Dan perlulah pengenalan terhadap Allah itu dalam bentuk pengamalan agama. Melihat dua tujuan di atas, dan memperhatikan uraian Imam al-Ghazali dalam Ihya-nya tentang faedah melangsungkan perkawinan, maka tujuan perkawinan itu dapat dikembangkan menjadi lima, ialah: 

1.  Mendapatkan dan melangsungkan keturunan. 

2. Memenuhi hajat manusia menyalurkan sy4hwatnya dan menumpahkan kasih sayangnya. 

3. Memenuhi panggilan agama, memelihara diri dari kejahatan dan kerusakan. 

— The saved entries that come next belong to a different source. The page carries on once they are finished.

//! Connectivity probe and model listing.

use std::time::{Duration, Instant};

use serde::{Deserialize, Serialize};
use serde_json::json;
use tracing::debug;

use llm_desk_core::config::ChatConfig;
use llm_desk_core::error::{DeskError, Result};
use llm_desk_core::types::ChatMessage;

use crate::dialect::Vendor;
use crate::router::{ProviderRouter, apply_headers, build_request, check_status};

const PROBE_PROMPT: &str = "ping";
const PROBE_MAX_TOKENS: u32 = 16;

const ANTHROPIC_MODELS: &[&str] = &[
    "claude-3-opus-20240229",
    "claude-3-sonnet-20240229",
    "claude-3-haiku-20240307",
    "claude-2.1",
    "claude-2.0",
    "claude-instant-1.2",
];

const GROK_MODELS: &[&str] = &[
    "gpt-3.5-turbo",
    "gpt-4",
    "mixtral-8x7b-32768",
    "llama-2-70b",
    "gemma-7b-it",
];

/// Outcome of a provider probe.
#[derive(Debug, Clone, PartialEq, Eq, Serialize)]
pub struct ProbeReport {
    pub ok: bool,
    #[serde(skip_serializing_if = "Option::is_none")]
    pub latency_ms: Option<u64>,
    #[serde(skip_serializing_if = "Option::is_none")]
    pub error: Option<String>,
}

impl ProbeReport {
    fn success(latency: Duration) -> Self {
        Self {
            ok: true,
            latency_ms: Some(latency.as_millis() as u64),
            error: None,
        }
    }

    pub fn failure(error: impl Into<String>) -> Self {
        Self {
            ok: false,
            latency_ms: None,
            error: Some(error.into()),
        }
    }

    pub fn no_key() -> Self {
        Self::failure("No key")
    }
}

#[derive(Debug, Deserialize)]
struct ModelsResponse {
    #[serde(default)]
    data: Vec<ModelEntry>,
}

#[derive(Debug, Deserialize)]
struct ModelEntry {
    id: String,
}

impl ProviderRouter {
    /// Send one non-streaming "ping" completion and time it.
    ///
    /// Never fails: every problem is reported in the returned [`ProbeReport`].
    pub async fn probe(&self, config: &ChatConfig) -> ProbeReport {
        if config.api_key.trim().is_empty() {
            return ProbeReport::no_key();
        }
        let vendor: Vendor = match config.vendor.parse() {
            Ok(v) => v,
            Err(e) => return ProbeReport::failure(e.to_string()),
        };

        let mut request = build_request(vendor, config, &[ChatMessage::user(PROBE_PROMPT)]);
        request.body["stream"] = json!(false);
        if vendor == Vendor::Anthropic {
            request.body["max_tokens"] = json!(PROBE_MAX_TOKENS);
        }

        debug!(vendor = %vendor, url = %request.url, "Probing provider");
        let started = Instant::now();
        let send = apply_headers(self.client().post(&request.url), &request.headers)
            .timeout(Duration::from_millis(config.timeout_ms))
            .json(&request.body)
            .send()
            .await;

        let response = match send {
            Ok(r) => r,
            Err(e) => return ProbeReport::failure(e.to_string()),
        };
        if !response.status().is_success() {
            let body = response.text().await.unwrap_or_default();
            return ProbeReport::failure(body);
        }
        ProbeReport::success(started.elapsed())
    }

    /// Models offered by the vendor.
    ///
    /// OpenAI-compatible vendors are asked via `GET <base>/models`; Anthropic
    /// and Grok return a fixed list.
    pub async fn list_models(&self, vendor: Vendor, config: &ChatConfig) -> Result<Vec<String>> {
        match vendor {
            Vendor::Anthropic => return Ok(ANTHROPIC_MODELS.iter().map(|m| m.to_string()).collect()),
            Vendor::Grok => return Ok(GROK_MODELS.iter().map(|m| m.to_string()).collect()),
            Vendor::OpenRouter | Vendor::OpenAi => {}
        }

        let url = format!("{}/models", vendor.base_url(config.base_url.as_deref()));
        debug!(vendor = %vendor, url = %url, "Listing models");

        let response = self
            .client()
            .get(&url)
            .bearer_auth(&config.api_key)
            .timeout(Duration::from_millis(config.timeout_ms))
            .send()
            .await
            .map_err(|e| DeskError::Http(e.to_string()))?;
        let response = check_status(vendor, response).await?;

        let models: ModelsResponse = response
            .json()
            .await
            .map_err(|e| DeskError::Http(format!("invalid models response: {e}")))?;
        Ok(models.data.into_iter().map(|m| m.id).collect())
    }
}

#[cfg(test)]
mod tests {
    use super::*;

    fn config(vendor: &str, key: &str) -> ChatConfig {
        ChatConfig {
            vendor: vendor.into(),
            api_key: key.into(),
            base_url: Some("http://127.0.0.1:1".into()),
            model: "m".into(),
            temperature: None,
            max_tokens: None,
            timeout_ms: 1_000,
        }
    }

    #[tokio::test]
    async fn test_probe_without_key_sends_nothing() {
        let report = ProviderRouter::new().probe(&config("openai", "")).await;
        assert_eq!(report, ProbeReport::no_key());
    }

    #[tokio::test]
    async fn test_probe_unknown_vendor() {
        let report = ProviderRouter::new().probe(&config("palm", "k")).await;
        assert!(!report.ok);
        assert!(report.error.unwrap().contains("palm"));
    }

    #[tokio::test]
    async fn test_fixed_model_lists() {
        let router = ProviderRouter::new();
        let anthropic = router
            .list_models(Vendor::Anthropic, &config("anthropic", "k"))
            .await
            .unwrap();
        assert!(anthropic.iter().any(|m| m.starts_with("claude-3")));
        let grok = router.list_models(Vendor::Grok, &config("grok", "k")).await.unwrap();
        assert_eq!(grok.len(), GROK_MODELS.len());
    }
}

4. Menumbuhkan kesungguhan untuk bertanggung jawab menerima hak serta kewajiban, juga bersungguh-sungguh untuk memperoleh harta kekayaan yang halal. 

5. Membangun rumah tangga untuk membentuk masyarakat yang tentram atas dasar cinta dan kasih sayang. 

Adapun menurut EM. Yusmar dalam bukunya Eny Bilkafe Wanita dan nikah menurut urgensinya, tujuan nikah adalah: 

1.  Melestarikan keturunan, dengan hikmahnya: 

a. Mengharapkan ridha Allah SWT. dengan memperbanyak keturunan. 

b. Mengharap ridha Rasulullah saw. dengan memperbanyak umat sebagai kebangganya. 

c. Mencari berkah do’anya anak yang shaleh.

d. Mencari syafaat dengan matinya anak yang masih kecil. 

2. Terjaga dari hal-hal yang tidak diinginkan. 

3. Menentramkan hati dalam rumah tangga dengan ikatan kasih sayang.
 
4. Membersihkan hati dari hal-hal yang bersifat duniawi. 

5. Melatih dan memerangi hawa nafsu dengan menjalankan hak dan kewajiban berumah tangga.[4]



[1] Proyek Pembinaan Prasarana dan Sarana Perguruan Tinggi Agama/IAIN, Ilmu Fiqih Jilid II, (Jakarta: t.kp., 1984), hlm. 62.
[2] Departemen Agama RI, Al-Qur’an dan Terjemahnya, (Jakarta: Mekar, 2004), hlm. 64
[3] Ibid., hlm. 574.
[4] EM. Yusmar, Emy Bilkafe, Wanita dan Nikah menurut Urgensinya, (Kediri: Pustaka Azm, 2002), hlm. 14.